╔══
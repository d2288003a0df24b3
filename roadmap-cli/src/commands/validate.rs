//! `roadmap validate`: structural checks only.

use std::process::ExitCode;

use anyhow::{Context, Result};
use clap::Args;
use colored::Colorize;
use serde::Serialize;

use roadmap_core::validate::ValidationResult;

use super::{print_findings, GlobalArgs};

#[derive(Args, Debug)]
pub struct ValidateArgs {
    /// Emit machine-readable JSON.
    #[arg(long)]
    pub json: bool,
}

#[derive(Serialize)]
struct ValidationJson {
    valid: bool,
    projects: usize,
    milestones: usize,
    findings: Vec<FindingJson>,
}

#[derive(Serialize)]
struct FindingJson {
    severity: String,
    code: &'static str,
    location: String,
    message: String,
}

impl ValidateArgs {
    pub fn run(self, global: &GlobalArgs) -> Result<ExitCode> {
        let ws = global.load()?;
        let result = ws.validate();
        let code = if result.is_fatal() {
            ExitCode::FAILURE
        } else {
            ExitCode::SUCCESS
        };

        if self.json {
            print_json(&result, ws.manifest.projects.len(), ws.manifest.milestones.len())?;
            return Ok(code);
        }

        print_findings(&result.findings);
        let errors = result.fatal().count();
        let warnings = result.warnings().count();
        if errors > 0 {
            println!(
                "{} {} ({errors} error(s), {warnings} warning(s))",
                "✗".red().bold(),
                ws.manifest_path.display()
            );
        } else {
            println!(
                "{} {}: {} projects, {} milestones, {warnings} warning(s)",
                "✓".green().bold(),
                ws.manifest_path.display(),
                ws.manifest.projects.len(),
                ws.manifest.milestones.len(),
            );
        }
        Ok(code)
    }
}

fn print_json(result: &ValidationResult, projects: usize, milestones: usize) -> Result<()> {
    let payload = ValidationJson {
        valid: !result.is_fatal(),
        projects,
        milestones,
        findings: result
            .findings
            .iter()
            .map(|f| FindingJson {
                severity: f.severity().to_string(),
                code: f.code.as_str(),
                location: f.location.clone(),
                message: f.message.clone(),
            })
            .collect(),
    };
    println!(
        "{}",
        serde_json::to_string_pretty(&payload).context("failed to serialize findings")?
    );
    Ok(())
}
╚══
╔══
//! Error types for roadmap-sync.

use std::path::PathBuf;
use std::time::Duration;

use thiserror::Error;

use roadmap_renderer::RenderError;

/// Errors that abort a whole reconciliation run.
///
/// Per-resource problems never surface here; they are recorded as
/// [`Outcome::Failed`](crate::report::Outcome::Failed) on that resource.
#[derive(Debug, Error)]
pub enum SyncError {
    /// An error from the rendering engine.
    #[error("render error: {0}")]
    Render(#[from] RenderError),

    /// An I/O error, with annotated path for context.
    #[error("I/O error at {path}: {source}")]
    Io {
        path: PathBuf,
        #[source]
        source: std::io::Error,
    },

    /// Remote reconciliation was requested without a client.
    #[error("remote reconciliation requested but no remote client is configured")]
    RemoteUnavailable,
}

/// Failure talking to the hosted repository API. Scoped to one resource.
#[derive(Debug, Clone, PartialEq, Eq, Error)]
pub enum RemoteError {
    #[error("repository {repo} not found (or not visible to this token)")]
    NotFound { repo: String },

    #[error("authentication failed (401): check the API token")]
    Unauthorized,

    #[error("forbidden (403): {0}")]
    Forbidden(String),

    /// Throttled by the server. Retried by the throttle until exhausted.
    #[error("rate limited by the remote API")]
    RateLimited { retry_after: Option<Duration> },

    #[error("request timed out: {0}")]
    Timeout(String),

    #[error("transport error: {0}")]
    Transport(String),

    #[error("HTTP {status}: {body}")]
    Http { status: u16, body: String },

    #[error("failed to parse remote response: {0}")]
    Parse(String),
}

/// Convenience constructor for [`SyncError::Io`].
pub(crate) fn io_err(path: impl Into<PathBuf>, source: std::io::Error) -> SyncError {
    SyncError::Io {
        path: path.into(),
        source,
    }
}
╚══
**WHAT THE TASK ASKS:** Which lines of the records above contain the word "display"? Copy each of them.

**THE ANSWER:**
                ws.manifest_path.display()
                ws.manifest_path.display(),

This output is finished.